Entries taken from a collection:
//! PII masking for text that leaves the process.
//!
//! Epic descriptions and attachments regularly contain customer data pasted in by
//! reporters. Before any of it reaches an LLM provider the sanitizer replaces:
//! - e-mail addresses with `[EMAIL]`
//! - bearer / API tokens with `Bearer [TOKEN]`
//! - card numbers (13-19 digits passing the Luhn check) with `[CARD]`
//! - phone numbers with `[PHONE]`

use once_cell::sync::Lazy;
use regex::{Captures, Regex};
use serde::Serialize;
use tracing::debug;

static EMAIL_RE: Lazy<Regex> = Lazy::new(|| {
    Regex::new(r"(?i)\b[A-Z0-9._%+-]+@[A-Z0-9.-]+\.[A-Z]{2,}\b").expect("valid email regex")
});

static BEARER_RE: Lazy<Regex> = Lazy::new(|| {
    Regex::new(r"(?i)\bbearer\s+[A-Za-z0-9\-._~+/]+=*").expect("valid bearer regex")
});

static CARD_RE: Lazy<Regex> =
    Lazy::new(|| Regex::new(r"\b(?:\d[ -]?){12,18}\d\b").expect("valid card regex"));

static PHONE_RE: Lazy<Regex> = Lazy::new(|| {
    Regex::new(r"(?:\+\d{9,14}\b)|(?:\+?\d{1,3}[ .-]?)?\(?\d{2,4}\)?[ .-]\d{3,4}[ .-]\d{3,5}\b")
        .expect("valid phone regex")
});

#[derive(Debug, Clone, Copy, Default, PartialEq, Eq, Serialize)]
pub struct RedactionReport {
    pub emails: usize,
    pub tokens: usize,
    pub cards: usize,
    pub phones: usize,
}

impl RedactionReport {
    pub fn total(&self) -> usize {
        self.emails + self.tokens + self.cards + self.phones
    }
}

#[derive(Debug, Clone, Default)]
pub struct PiiSanitizer;

impl PiiSanitizer {
    pub fn new() -> Self {
        Self
    }

    pub fn sanitize(&self, text: &str) -> String {
        self.sanitize_with_report(text).0
    }

    pub fn sanitize_with_report(&self, text: &str) -> (String, RedactionReport) {
        let mut report = RedactionReport::default();

        let masked = BEARER_RE.replace_all(text, |_: &Captures| {
            report.tokens += 1;
            "Bearer [TOKEN]"
        });
        let masked = EMAIL_RE.replace_all(&masked, |_: &Captures| {
            report.emails += 1;
            "[EMAIL]"
        });
        let masked = CARD_RE.replace_all(&masked, |caps: &Captures| {
            let candidate = &caps[0];
            if passes_luhn(candidate) {
                report.cards += 1;
                "[CARD]".to_string()
            } else {
                candidate.to_string()
            }
        });
        let masked = PHONE_RE
            .replace_all(&masked, |_: &Captures| {
                report.phones += 1;
                "[PHONE]"
            })
            .into_owned();

        if report.total() > 0 {
            debug!(
                emails = report.emails,
                tokens = report.tokens,
                cards = report.cards,
                phones = report.phones,
                "Masked PII before LLM call"
            );
        }
        (masked, report)
    }
}

fn passes_luhn(candidate: &str) -> bool {
    let digits: Vec<u32> = candidate.chars().filter_map(|c| c.to_digit(10)).collect();
    if !(13..=19).contains(&digits.len()) {
        return false;
    }
    let sum: u32 = digits
        .iter()
        .rev()
        .enumerate()
        .map(|(i, &d)| {
            if i % 2 == 1 {
                let doubled = d * 2;
                if doubled > 9 {
                    doubled - 9
                } else {
                    doubled
                }
            } else {
                d
            }
        })
        .sum();
    sum % 10 == 0
}

#[cfg(test)]
mod tests {
    use super::*;

    #[test]
    fn masks_emails_and_tokens() {
        let sanitizer = PiiSanitizer::new();
        let (text, report) = sanitizer.sanitize_with_report(
            "Contact jane.doe@example.com, header Authorization: Bearer abc.DEF-123",
        );
        assert_eq!(
            text,
            "Contact [EMAIL], header Authorization: Bearer [TOKEN]"
        );
        assert_eq!(report.emails, 1);
        assert_eq!(report.tokens, 1);
    }

    #[test]
    fn masks_luhn_valid_cards_only() {
        let sanitizer = PiiSanitizer::new();
        assert_eq!(
            sanitizer.sanitize("Pay with 4111 1111 1111 1111 today"),
            "Pay with [CARD] today"
        );
        assert_eq!(
            sanitizer.sanitize("Order 1234567890123 shipped"),
            "Order 1234567890123 shipped"
        );
    }

    #[test]
    fn masks_phone_numbers() {
        let sanitizer = PiiSanitizer::new();
        assert_eq!(
            sanitizer.sanitize("Call +62 812-3456-7890 or (555) 123-4567"),
            "Call [PHONE] or [PHONE]"
        );
    }

    #[test]
    fn leaves_ordinary_requirements_alone() {
        let sanitizer = PiiSanitizer::new();
        let text = "Account locks after 5 failed attempts within 15 minutes (QA-12).";
        let (masked, report) = sanitizer.sanitize_with_report(text);
        assert_eq!(masked, text);
        assert_eq!(report.total(), 0);
    }
}
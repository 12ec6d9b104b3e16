use chrono::{DateTime, Utc};
use serde::{Deserialize, Serialize};
use serde_json::{Map, Value};

/// Discriminator for a draft payload. The store never looks inside `data`.
#[derive(Debug, Clone, PartialEq, Eq, Hash, Serialize, Deserialize)]
#[serde(from = "String", into = "String")]
pub enum DraftDataType {
    EpicAnalysis,
    TestTickets,
    TestCases,
    Custom(String),
}

impl DraftDataType {
    pub fn as_str(&self) -> &str {
        match self {
            DraftDataType::EpicAnalysis => "epic_analysis",
            DraftDataType::TestTickets => "test_tickets",
            DraftDataType::TestCases => "test_cases",
            DraftDataType::Custom(name) => name.as_str(),
        }
    }
}

impl From<&str> for DraftDataType {
    fn from(value: &str) -> Self {
        match value {
            "epic_analysis" => DraftDataType::EpicAnalysis,
            "test_tickets" => DraftDataType::TestTickets,
            "test_cases" => DraftDataType::TestCases,
            other => DraftDataType::Custom(other.to_string()),
        }
    }
}

impl From<String> for DraftDataType {
    fn from(value: String) -> Self {
        DraftDataType::from(value.as_str())
    }
}

impl From<DraftDataType> for String {
    fn from(value: DraftDataType) -> Self {
        value.as_str().to_string()
    }
}

pub type DraftMetadata = Map<String, Value>;

#[derive(Debug, Serialize, Deserialize, Clone, PartialEq)]
#[serde(rename_all = "camelCase")]
pub struct Draft {
    pub id: String,
    pub data_type: DraftDataType,
    pub data: Value,
    pub metadata: DraftMetadata,
    pub created_at: DateTime<Utc>,
    pub updated_at: DateTime<Utc>,
    pub expires_at: DateTime<Utc>,
}

impl Draft {
    /// Live iff `now <= expires_at`.
    pub fn is_expired(&self, now: DateTime<Utc>) -> bool {
        now > self.expires_at
    }

    pub fn summary(&self) -> DraftSummary {
        DraftSummary {
            id: self.id.clone(),
            data_type: self.data_type.clone(),
            metadata: self.metadata.clone(),
            created_at: self.created_at,
            updated_at: self.updated_at,
            expires_at: self.expires_at,
        }
    }
}

/// Listing view of a draft; carries no payload.
#[derive(Debug, Serialize, Deserialize, Clone, PartialEq)]
#[serde(rename_all = "camelCase")]
pub struct DraftSummary {
    pub id: String,
    pub data_type: DraftDataType,
    pub metadata: DraftMetadata,
    pub created_at: DateTime<Utc>,
    pub updated_at: DateTime<Utc>,
    pub expires_at: DateTime<Utc>,
}

#[cfg(test)]
mod tests {
    use super::*;

    #[test]
    fn data_type_round_trips_through_strings() {
        assert_eq!(DraftDataType::from("test_cases"), DraftDataType::TestCases);
        assert_eq!(
            DraftDataType::from("release_notes"),
            DraftDataType::Custom("release_notes".to_string())
        );
        let json = serde_json::to_string(&DraftDataType::EpicAnalysis).unwrap();
        assert_eq!(json, "\"epic_analysis\"");
    }

    #[test]
    fn summary_serialization_has_no_data_key() {
        let now = Utc::now();
        let draft = Draft {
            id: "d1".to_string(),
            data_type: DraftDataType::TestCases,
            data: serde_json::json!({"secret": true}),
            metadata: DraftMetadata::new(),
            created_at: now,
            updated_at: now,
            expires_at: now,
        };
        let value = serde_json::to_value(draft.summary()).unwrap();
        assert!(value.get("data").is_none());
        assert_eq!(value["dataType"], "test_cases");
    }
}
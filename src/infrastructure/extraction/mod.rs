//! Attachment text extraction.
//!
//! Plain text formats are decoded as UTF-8, PDF goes through `lopdf`, Word through
//! `docx-rs`. Images and anything else are reported as unsupported.

mod docx;
mod pdf;
mod text;

use crate::domain::error::{AppError, Result};
use crate::domain::issue::{AttachmentMeta, ProcessedAttachment};
use crate::shared::TokenCounter;
use tracing::debug;

/// Default cap on extracted text per attachment, in estimated tokens
pub const DEFAULT_MAX_ATTACHMENT_TOKENS: usize = 6_000;

pub trait DocumentExtractor: Send + Sync {
    /// Fails with `UnsupportedFormat` or `ExtractionError`.
    fn extract_text(&self, attachment: &AttachmentMeta, bytes: &[u8])
        -> Result<ProcessedAttachment>;
}

#[derive(Debug, Clone, Copy, PartialEq, Eq)]
pub(crate) enum DocumentKind {
    Text,
    Pdf,
    Docx,
    Image,
    Unknown,
}

impl DocumentKind {
    pub(crate) fn detect(attachment: &AttachmentMeta) -> Self {
        if let Some(ext) = attachment.extension() {
            match ext.as_str() {
                "txt" | "md" | "markdown" | "csv" | "json" | "log" | "feature" | "xml" | "yaml"
                | "yml" => return DocumentKind::Text,
                "pdf" => return DocumentKind::Pdf,
                "docx" => return DocumentKind::Docx,
                "png" | "jpg" | "jpeg" | "gif" | "bmp" | "webp" | "tiff" => {
                    return DocumentKind::Image
                }
                _ => {}
            }
        }

        match attachment.mime_type.as_deref().unwrap_or_default() {
            "application/pdf" => DocumentKind::Pdf,
            "application/vnd.openxmlformats-officedocument.wordprocessingml.document" => {
                DocumentKind::Docx
            }
            "application/json" | "application/xml" => DocumentKind::Text,
            mime if mime.starts_with("text/") => DocumentKind::Text,
            mime if mime.starts_with("image/") => DocumentKind::Image,
            _ => DocumentKind::Unknown,
        }
    }
}

pub struct LocalDocumentExtractor {
    max_tokens_per_attachment: usize,
}

impl LocalDocumentExtractor {
    pub fn new(max_tokens_per_attachment: usize) -> Self {
        Self {
            max_tokens_per_attachment,
        }
    }
}

impl Default for LocalDocumentExtractor {
    fn default() -> Self {
        Self::new(DEFAULT_MAX_ATTACHMENT_TOKENS)
    }
}

impl DocumentExtractor for LocalDocumentExtractor {
    fn extract_text(
        &self,
        attachment: &AttachmentMeta,
        bytes: &[u8],
    ) -> Result<ProcessedAttachment> {
        let kind = DocumentKind::detect(attachment);
        let raw = match kind {
            DocumentKind::Text => text::extract(bytes),
            DocumentKind::Pdf => pdf::extract(bytes)?,
            DocumentKind::Docx => docx::extract(bytes)?,
            DocumentKind::Image => {
                return Err(AppError::UnsupportedFormat(format!(
                    "{} is an image; OCR is not available",
                    attachment.filename
                )))
            }
            DocumentKind::Unknown => {
                return Err(AppError::UnsupportedFormat(format!(
                    "Cannot extract text from {}",
                    attachment.filename
                )))
            }
        };

        let trimmed = raw.trim();
        let (text, truncated) =
            TokenCounter::truncate_to_budget(trimmed, self.max_tokens_per_attachment);
        debug!(
            filename = %attachment.filename,
            kind = ?kind,
            chars = text.chars().count(),
            truncated,
            "Extracted attachment text"
        );

        Ok(ProcessedAttachment {
            attachment_id: attachment.id.clone(),
            filename: attachment.filename.clone(),
            mime_type: attachment.mime_type.clone(),
            char_count: text.chars().count(),
            text,
            truncated,
        })
    }
}
pub mod document_cache;
pub mod draft_store;
pub mod expiring;
pub mod view_store;

pub use document_cache::{CachedDocuments, ChildAttachments, DocumentCache};
pub use draft_store::{DraftStore, DraftStoreStats};
pub use expiring::{EntryHandle, ExpiringEntry, ExpiringStore, StoreStats};
pub use view_store::{ViewStore, ViewStoreStats};
use serde::{Deserialize, Serialize};
use std::fmt;

#[derive(Debug, Clone, Serialize, Deserialize, PartialEq, Eq)]
pub enum AppError {
    Internal(String),
    NotFound(String),
    ValidationError(String),
    ParseError(String),
    LLMError(String),
    TrackerError(String),
    UnsupportedFormat(String),
    ExtractionError(String),
    ConfigError(String),
    SecurityError(String),
    IoError(String),
}

impl AppError {
    /// Failures a caller may reasonably retry (provider hiccups, malformed model output).
    pub fn is_transient(&self) -> bool {
        matches!(
            self,
            AppError::LLMError(_) | AppError::ParseError(_) | AppError::TrackerError(_)
        )
    }
}

impl fmt::Display for AppError {
    fn fmt(&self, f: &mut fmt::Formatter<'_>) -> fmt::Result {
        match self {
            AppError::Internal(msg) => write!(f, "Internal error: {}", msg),
            AppError::NotFound(msg) => write!(f, "Not found: {}", msg),
            AppError::ValidationError(msg) => write!(f, "Validation error: {}", msg),
            AppError::ParseError(msg) => write!(f, "Parse error: {}", msg),
            AppError::LLMError(msg) => write!(f, "LLM error: {}", msg),
            AppError::TrackerError(msg) => write!(f, "Issue tracker error: {}", msg),
            AppError::UnsupportedFormat(msg) => write!(f, "Unsupported format: {}", msg),
            AppError::ExtractionError(msg) => write!(f, "Extraction error: {}", msg),
            AppError::ConfigError(msg) => write!(f, "Configuration error: {}", msg),
            AppError::SecurityError(msg) => write!(f, "Security error: {}", msg),
            AppError::IoError(msg) => write!(f, "IO error: {}", msg),
        }
    }
}

impl std::error::Error for AppError {}

impl From<std::io::Error> for AppError {
    fn from(err: std::io::Error) -> Self {
        AppError::IoError(err.to_string())
    }
}

impl From<serde_json::Error> for AppError {
    fn from(err: serde_json::Error) -> Self {
        AppError::ParseError(err.to_string())
    }
}

pub type Result<T> = std::result::Result<T, AppError>;
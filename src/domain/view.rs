use chrono::{DateTime, Utc};
use serde::{Deserialize, Serialize};
use serde_json::Value;

#[derive(Debug, Serialize, Deserialize, Clone, PartialEq)]
#[serde(rename_all = "camelCase")]
pub struct SavedView {
    pub id: String,
    pub name: String,
    /// Caller-defined filter specification, stored verbatim.
    pub filters: Value,
    pub description: Option<String>,
    pub created_at: DateTime<Utc>,
    pub updated_at: DateTime<Utc>,
}

/// A view as returned by listings, annotated against the session's default pointer.
#[derive(Debug, Serialize, Deserialize, Clone, PartialEq)]
#[serde(rename_all = "camelCase")]
pub struct ViewSummary {
    #[serde(flatten)]
    pub view: SavedView,
    pub is_default: bool,
}

/// Partial update; `None` fields are left untouched.
#[derive(Debug, Serialize, Deserialize, Clone, Default, PartialEq)]
#[serde(rename_all = "camelCase")]
pub struct ViewUpdate {
    pub name: Option<String>,
    pub filters: Option<Value>,
    pub description: Option<String>,
}

impl ViewUpdate {
    pub fn is_empty(&self) -> bool {
        self.name.is_none() && self.filters.is_none() && self.description.is_none()
    }
}
//! Named filter configurations per session, with at most one default view.
//!
//! Views have no TTL; they live until deleted or the session is cleared.
//! Every mutator keeps `default_view_id` pointing at an existing view or unset.

use crate::domain::view::{SavedView, ViewSummary, ViewUpdate};
use crate::shared::Clock;
use parking_lot::Mutex;
use serde::Serialize;
use serde_json::Value;
use std::collections::HashMap;
use std::sync::Arc;
use tracing::debug;
use uuid::Uuid;

#[derive(Default)]
struct ViewSession {
    views: HashMap<String, SavedView>,
    default_view_id: Option<String>,
}

#[derive(Debug, Clone, Copy, Serialize, PartialEq, Eq, Default)]
#[serde(rename_all = "camelCase")]
pub struct ViewStoreStats {
    pub sessions: usize,
    pub views: usize,
    pub sessions_with_default: usize,
}

pub struct ViewStore {
    sessions: Mutex<HashMap<String, ViewSession>>,
    clock: Arc<dyn Clock>,
}

impl ViewStore {
    pub fn new(clock: Arc<dyn Clock>) -> Self {
        Self {
            sessions: Mutex::new(HashMap::new()),
            clock,
        }
    }

    pub fn save_view(
        &self,
        session_id: &str,
        name: &str,
        filters: Value,
        description: Option<String>,
        is_default: bool,
    ) -> String {
        let now = self.clock.now();
        let view_id = Uuid::new_v4().to_string();
        let view = SavedView {
            id: view_id.clone(),
            name: name.trim().to_string(),
            filters,
            description,
            created_at: now,
            updated_at: now,
        };

        let mut sessions = self.sessions.lock();
        let session = sessions.entry(session_id.to_string()).or_default();
        session.views.insert(view_id.clone(), view);
        if is_default {
            session.default_view_id = Some(view_id.clone());
        }
        debug!(session_id = %session_id, view_id = %view_id, is_default, "View saved");
        view_id
    }

    pub fn load_view(&self, session_id: &str, view_id: &str) -> Option<SavedView> {
        self.sessions
            .lock()
            .get(session_id)
            .and_then(|session| session.views.get(view_id).cloned())
    }

    /// Views sorted by name (case-insensitive), each flagged if it is the default.
    pub fn list_views(&self, session_id: &str) -> Vec<ViewSummary> {
        let sessions = self.sessions.lock();
        let Some(session) = sessions.get(session_id) else {
            return Vec::new();
        };

        let mut views: Vec<ViewSummary> = session
            .views
            .values()
            .map(|view| ViewSummary {
                is_default: session.default_view_id.as_deref() == Some(view.id.as_str()),
                view: view.clone(),
            })
            .collect();
        views.sort_by(|a, b| {
            a.view
                .name
                .to_lowercase()
                .cmp(&b.view.name.to_lowercase())
                .then_with(|| a.view.created_at.cmp(&b.view.created_at))
                .then_with(|| a.view.id.cmp(&b.view.id))
        });
        views
    }

    /// Apply only the supplied fields. False if the view does not exist.
    pub fn update_view(&self, session_id: &str, view_id: &str, update: ViewUpdate) -> bool {
        let now = self.clock.now();
        let mut sessions = self.sessions.lock();
        let Some(view) = sessions
            .get_mut(session_id)
            .and_then(|session| session.views.get_mut(view_id))
        else {
            return false;
        };

        if update.is_empty() {
            return true;
        }
        if let Some(name) = update.name {
            view.name = name.trim().to_string();
        }
        if let Some(filters) = update.filters {
            view.filters = filters;
        }
        if let Some(description) = update.description {
            view.description = Some(description);
        }
        view.updated_at = now;
        true
    }

    /// Remove a view, clearing the default pointer in the same critical section.
    pub fn delete_view(&self, session_id: &str, view_id: &str) -> bool {
        let mut sessions = self.sessions.lock();
        let Some(session) = sessions.get_mut(session_id) else {
            return false;
        };
        if session.views.remove(view_id).is_none() {
            return false;
        }
        if session.default_view_id.as_deref() == Some(view_id) {
            session.default_view_id = None;
            debug!(session_id = %session_id, view_id = %view_id, "Default view deleted, pointer cleared");
        }
        true
    }

    /// Point the default at `view_id`, or clear it with `None`.
    ///
    /// Fails when the session is unknown or the target view is not in it.
    pub fn set_default_view(&self, session_id: &str, view_id: Option<&str>) -> bool {
        let mut sessions = self.sessions.lock();
        let Some(session) = sessions.get_mut(session_id) else {
            return false;
        };
        match view_id {
            Some(id) if !session.views.contains_key(id) => false,
            Some(id) => {
                session.default_view_id = Some(id.to_string());
                true
            }
            None => {
                session.default_view_id = None;
                true
            }
        }
    }

    pub fn get_default_view(&self, session_id: &str) -> Option<SavedView> {
        let sessions = self.sessions.lock();
        let session = sessions.get(session_id)?;
        let default_id = session.default_view_id.as_deref()?;
        session.views.get(default_id).cloned()
    }

    pub fn clear_session(&self, session_id: &str) -> bool {
        self.sessions.lock().remove(session_id).is_some()
    }

    pub fn stats(&self) -> ViewStoreStats {
        let sessions = self.sessions.lock();
        ViewStoreStats {
            sessions: sessions.len(),
            views: sessions.values().map(|session| session.views.len()).sum(),
            sessions_with_default: sessions
                .values()
                .filter(|session| session.default_view_id.is_some())
                .count(),
        }
    }
}

#[cfg(test)]
mod tests {
    use super::*;
    use crate::shared::ManualClock;
    use chrono::Duration;
    use proptest::prelude::*;
    use serde_json::json;

    fn store() -> (Arc<ManualClock>, ViewStore) {
        let clock = Arc::new(ManualClock::default());
        let store = ViewStore::new(clock.clone());
        (clock, store)
    }

    fn default_is_valid(store: &ViewStore, session_id: &str) -> bool {
        let sessions = store.sessions.lock();
        match sessions.get(session_id) {
            Some(session) => session
                .default_view_id
                .as_ref()
                .map_or(true, |id| session.views.contains_key(id)),
            None => true,
        }
    }

    #[test]
    fn deleting_default_view_clears_pointer() {
        let (_clock, store) = store();
        let id = store.save_view("s1", "My View", json!({"status": "open"}), None, true);
        assert_eq!(store.get_default_view("s1").map(|v| v.id), Some(id.clone()));

        assert!(store.delete_view("s1", &id));
        assert!(store.get_default_view("s1").is_none());
        assert!(default_is_valid(&store, "s1"));
    }

    #[test]
    fn deleting_other_view_keeps_default() {
        let (_clock, store) = store();
        let keep = store.save_view("s1", "Keep", json!({}), None, true);
        let other = store.save_view("s1", "Other", json!({}), None, false);
        assert!(store.delete_view("s1", &other));
        assert_eq!(store.get_default_view("s1").map(|v| v.id), Some(keep));
        assert!(!store.delete_view("s1", &other));
        assert!(!store.delete_view("ghost", &other));
    }

    #[test]
    fn saving_new_default_moves_pointer() {
        let (_clock, store) = store();
        let first = store.save_view("s1", "First", json!({}), None, true);
        let second = store.save_view("s1", "Second", json!({}), None, true);

        let listed = store.list_views("s1");
        let defaults: Vec<_> = listed.iter().filter(|v| v.is_default).map(|v| &v.view.id).collect();
        assert_eq!(defaults, vec![&second]);
        assert_ne!(first, second);
    }

    #[test]
    fn list_sorts_by_name_case_insensitively() {
        let (_clock, store) = store();
        store.save_view("s1", "beta", json!({}), None, false);
        store.save_view("s1", "Alpha", json!({}), None, false);
        store.save_view("s1", "Gamma", json!({}), None, true);

        let names: Vec<_> = store
            .list_views("s1")
            .into_iter()
            .map(|v| (v.view.name, v.is_default))
            .collect();
        assert_eq!(
            names,
            vec![
                ("Alpha".to_string(), false),
                ("beta".to_string(), false),
                ("Gamma".to_string(), true),
            ]
        );
        assert!(store.list_views("unknown").is_empty());
    }

    #[test]
    fn update_changes_only_supplied_fields() {
        let (clock, store) = store();
        let id = store.save_view(
            "s1",
            "Open bugs",
            json!({"type": "bug"}),
            Some("All open bugs".to_string()),
            false,
        );
        clock.advance(Duration::seconds(30));

        assert!(store.update_view(
            "s1",
            &id,
            ViewUpdate {
                filters: Some(json!({"type": "bug", "priority": "high"})),
                ..ViewUpdate::default()
            },
        ));

        let view = store.load_view("s1", &id).expect("view");
        assert_eq!(view.name, "Open bugs");
        assert_eq!(view.description.as_deref(), Some("All open bugs"));
        assert_eq!(view.filters["priority"], "high");
        assert_eq!(view.updated_at - view.created_at, Duration::seconds(30));

        assert!(!store.update_view("s1", "missing", ViewUpdate::default()));
    }

    #[test]
    fn set_default_validates_target() {
        let (_clock, store) = store();
        assert!(!store.set_default_view("s1", None));

        let id = store.save_view("s1", "View", json!({}), None, false);
        assert!(!store.set_default_view("s1", Some("not-a-view")));
        assert!(store.get_default_view("s1").is_none());

        assert!(store.set_default_view("s1", Some(&id)));
        assert_eq!(store.get_default_view("s1").map(|v| v.id), Some(id));

        assert!(store.set_default_view("s1", None));
        assert!(store.get_default_view("s1").is_none());
    }

    #[test]
    fn views_are_isolated_per_session() {
        let (_clock, store) = store();
        let id = store.save_view("s1", "Mine", json!({}), None, true);
        assert!(store.load_view("s2", &id).is_none());
        assert!(!store.set_default_view("s2", Some(&id)));
        assert!(store.clear_session("s1"));
        assert!(store.load_view("s1", &id).is_none());
        assert_eq!(store.stats(), ViewStoreStats::default());
    }

    #[derive(Debug, Clone)]
    enum ViewOp {
        Save { name: u8, is_default: bool },
        Delete { pick: usize },
        SetDefault { pick: Option<usize> },
        Rename { pick: usize, name: u8 },
        Clear,
    }

    fn view_op() -> impl Strategy<Value = ViewOp> {
        prop_oneof![
            4 => (any::<u8>(), any::<bool>())
                .prop_map(|(name, is_default)| ViewOp::Save { name, is_default }),
            3 => any::<usize>().prop_map(|pick| ViewOp::Delete { pick }),
            2 => proptest::option::of(any::<usize>()).prop_map(|pick| ViewOp::SetDefault { pick }),
            1 => (any::<usize>(), any::<u8>()).prop_map(|(pick, name)| ViewOp::Rename { pick, name }),
            1 => Just(ViewOp::Clear),
        ]
    }

    #[test]
    fn concurrent_writers_keep_default_valid() {
        let (_clock, store) = store();
        std::thread::scope(|scope| {
            for worker in 0..8u32 {
                let store = &store;
                scope.spawn(move || {
                    let session_id = format!("s{}", worker % 4);
                    for i in 0..20u32 {
                        let id = store.save_view(
                            &session_id,
                            &format!("w{}-{}", worker, i),
                            json!({ "i": i }),
                            None,
                            i % 3 == 0,
                        );
                        if i % 5 == 0 {
                            assert!(store.delete_view(&session_id, &id));
                        }
                        store.list_views(&session_id);
                    }
                });
            }
        });

        let stats = store.stats();
        assert_eq!(stats.sessions, 4);
        assert_eq!(stats.views, 128);
        for session in 0..4 {
            let session_id = format!("s{}", session);
            assert_eq!(store.list_views(&session_id).len(), 32);
            assert!(default_is_valid(&store, &session_id));
        }
    }

    proptest! {
        #[test]
        fn prop_default_view_never_dangles(ops in proptest::collection::vec(view_op(), 1..60)) {
            let (_clock, store) = store();
            // ids ever created, including deleted ones, so stale ids get exercised
            let mut known: Vec<String> = Vec::new();

            for op in ops {
                match op {
                    ViewOp::Save { name, is_default } => {
                        known.push(store.save_view("s", &format!("v{name}"), json!({}), None, is_default));
                    }
                    ViewOp::Delete { pick } if !known.is_empty() => {
                        store.delete_view("s", &known[pick % known.len()]);
                    }
                    ViewOp::SetDefault { pick: Some(pick) } if !known.is_empty() => {
                        store.set_default_view("s", Some(&known[pick % known.len()]));
                    }
                    ViewOp::SetDefault { pick: None } => {
                        store.set_default_view("s", None);
                    }
                    ViewOp::Rename { pick, name } if !known.is_empty() => {
                        store.update_view(
                            "s",
                            &known[pick % known.len()],
                            ViewUpdate { name: Some(format!("r{name}")), ..ViewUpdate::default() },
                        );
                    }
                    ViewOp::Clear => {
                        store.clear_session("s");
                    }
                    _ => {}
                }

                prop_assert!(default_is_valid(&store, "s"));
                let defaults = store.list_views("s").iter().filter(|v| v.is_default).count();
                prop_assert!(defaults <= 1);
                prop_assert_eq!(defaults == 1, store.get_default_view("s").is_some());
            }
        }
    }
}
pub mod gemini;
pub mod openai;

use crate::domain::error::Result;
use crate::domain::llm_config::{CompletionOptions, LLMConfig, LLMProvider};
use async_trait::async_trait;
use gemini::GeminiClient;
use openai::OpenAICompatibleClient;

#[async_trait]
pub trait LLMClient {
    /// One chat completion. Returns the raw assistant text; JSON extraction is the caller's job.
    async fn complete_structured(
        &self,
        config: &LLMConfig,
        system: &str,
        user: &str,
        options: &CompletionOptions,
    ) -> Result<String>;
}

pub struct RouterClient {
    openai: OpenAICompatibleClient,
    gemini: GeminiClient,
}

impl RouterClient {
    pub fn new(timeout_secs: u64) -> Self {
        Self {
            openai: OpenAICompatibleClient::new(timeout_secs),
            gemini: GeminiClient::new(timeout_secs),
        }
    }
}

#[async_trait]
impl LLMClient for RouterClient {
    async fn complete_structured(
        &self,
        config: &LLMConfig,
        system: &str,
        user: &str,
        options: &CompletionOptions,
    ) -> Result<String> {
        match config.provider {
            LLMProvider::Google => {
                self.gemini
                    .complete_structured(config, system, user, options)
                    .await
            }
            _ => {
                self.openai
                    .complete_structured(config, system, user, options)
                    .await
            }
        }
    }
}

pub(crate) fn build_http_client(timeout_secs: u64) -> reqwest::Client {
    reqwest::Client::builder()
        .timeout(std::time::Duration::from_secs(timeout_secs.max(1)))
        .build()
        .unwrap_or_else(|_| reqwest::Client::new())
}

- **Your instructions**: Count how many lines of the entries contain the word "Duration"; only the number should appear in the reply.

- **Your solution**: 4